My mama was my dearest friend. I lost her forever on Tuesday, July 13, 2010, at 8:13am. I am not ashamed to say that I cannot stop crying over her. My heart is shattered.

My mother loved all of her children. She sewed dresses for my sisters, Carolyn and Carlene. My daddy bought my first saxophone for me. My brother, Arnold, wanted a drum set so daddy began making payments on a set from a private owner. The owner came to our house when my daddy could not come up with the current payment. He was going to take the drums away. Mama took off the gold ring she'd won in a contest and gave it to the man. He was happy; the ring was worth more than the drum set.

Mama never had much in the way of material things. Once she cried over a new microwave oven we, her children, gave her one Christmas. We were a poor family. After my dad decided to become an evangelist, in 1969, he moved the family into a house in Chocowinity, North Carolina. I was in the army at Ft. Bragg, at the time. The house had no paint on the outside. Mama had to burn wood chips in an iron wood stove in the kitchen to heat water to wash dishes. We had to heat water on that stove to take baths.

Once, while daddy was away on a revival, we had no food in the cupboards. Not a single can of food. But we survived it all because mama was there and she loved us and it was her spirit of love that kept us going through the hard times.

While living in Washington, North Carolina, daddy, inexplicably, moved our family 17 times in 17 years. Once mama said to daddy: "If you'll stay in one place, I'll get a job and make the mobile home payments". And she did. One day, arriving home with my brother and two sisters, mama was greeted by daddy who introduced her to a couple in the living room. He told mama that the couple were moving in that evening. In front of these people, my mother, brother, and sisters had to pack there belongings and leave what, that morning, was their home.

I don't know how my mother survived the things my dad put mama through, during the many years of their marriage. She was a rock. Daddy became a better man after becoming a Christian, but he could still be difficult to get along with.

Mama suffered from chronic nausea for at least the last seven years of her life. I was caregiver for mama and daddy from September 2004, when mama started having seizures, until Mama passed away. Many times I'd hear her say: "Oh, Lord, I'm so sick. I don't think I can take it anymore". Sometimes she'd have a break from the nausea, but only briefly. Medications gave her minimal relief, if any at all.

Nausea, rather than her cancer, diagnosed June 10, 2009, was the bane of Mama's existence. It made her life almost unbearable.

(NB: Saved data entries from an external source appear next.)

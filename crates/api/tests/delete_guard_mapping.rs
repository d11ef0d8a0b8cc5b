//! Tests for the delete-guard -> `AppError` -> HTTP translation.
//!
//! The guard lives in `estatia_core::deletion` and knows nothing about
//! HTTP; these tests pin down the bridge: each `DeleteBlocked` outcome
//! must reach the wire with the status its `status_hint` promises.

use assert_matches::assert_matches;
use axum::response::IntoResponse;
use estatia_api::error::AppError;
use estatia_core::deletion::DeleteBlocked;
use http_body_util::BodyExt;

async fn error_to_response(err: AppError) -> (axum::http::StatusCode, serde_json::Value) {
    let response = err.into_response();
    let status = response.status();
    let bytes = response.into_body().collect().await.unwrap().to_bytes();
    let json: serde_json::Value = serde_json::from_slice(&bytes).unwrap();
    (status, json)
}

// ---------------------------------------------------------------------------
// Test: a missing candidate becomes 404 "Record not found"
// ---------------------------------------------------------------------------

#[tokio::test]
async fn guard_not_found_maps_to_404_record_not_found() {
    let blocked: DeleteBlocked<sqlx::Error> = DeleteBlocked::NotFound;
    assert_eq!(blocked.status_hint(), 404);

    let err = AppError::from(blocked);
    assert_matches!(err, AppError::RecordNotFound);

    let (status, json) = error_to_response(err).await;
    assert_eq!(status, axum::http::StatusCode::NOT_FOUND);
    assert_eq!(json["code"], "NOT_FOUND");
    assert_eq!(json["error"], "Record not found");
}

// ---------------------------------------------------------------------------
// Test: a violated dependency becomes 400 carrying the rule's message
// ---------------------------------------------------------------------------

#[tokio::test]
async fn guard_conflict_maps_to_400_with_rule_message() {
    let blocked: DeleteBlocked<sqlx::Error> =
        DeleteBlocked::Conflict("Cannot delete city: properties are still assigned to it.".into());
    assert_eq!(blocked.status_hint(), 400);

    let err = AppError::from(blocked);
    assert_matches!(err, AppError::BadRequest(_));

    let (status, json) = error_to_response(err).await;
    assert_eq!(status, axum::http::StatusCode::BAD_REQUEST);
    assert_eq!(json["code"], "BAD_REQUEST");
    assert_eq!(
        json["error"],
        "Cannot delete city: properties are still assigned to it."
    );
}

// ---------------------------------------------------------------------------
// Test: a failing count query joins the regular sqlx classification path
// ---------------------------------------------------------------------------

#[tokio::test]
async fn guard_query_error_maps_to_sqlx_classification() {
    let blocked = DeleteBlocked::Query(sqlx::Error::PoolTimedOut);

    let err = AppError::from(blocked);
    assert_matches!(err, AppError::Database(sqlx::Error::PoolTimedOut));

    let (status, json) = error_to_response(err).await;
    assert_eq!(status, axum::http::StatusCode::INTERNAL_SERVER_ERROR);
    assert_eq!(json["code"], "INTERNAL_ERROR");
    assert_eq!(json["error"], "An internal error occurred");
}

I searched and searched on the internet for a cure, but to no avail.

Mama was one of the funniest people I've ever seen, when she wasn't sick. She could do or say comical things with a straight face that would make us all laugh.
She read the bible from beginning to end seven times. She was a praying woman. Her prayers were the sweetest I've ever heard.

My sweet, dear mother is in heaven now. She is with my dad, her mom and dad, siblings and other loved ones. [To be "absent from the body" is to be "present with the Lord" (2 Cor. 5:8)]. She no longer suffers neverending sickness, sleepless nights, and excruciating pain.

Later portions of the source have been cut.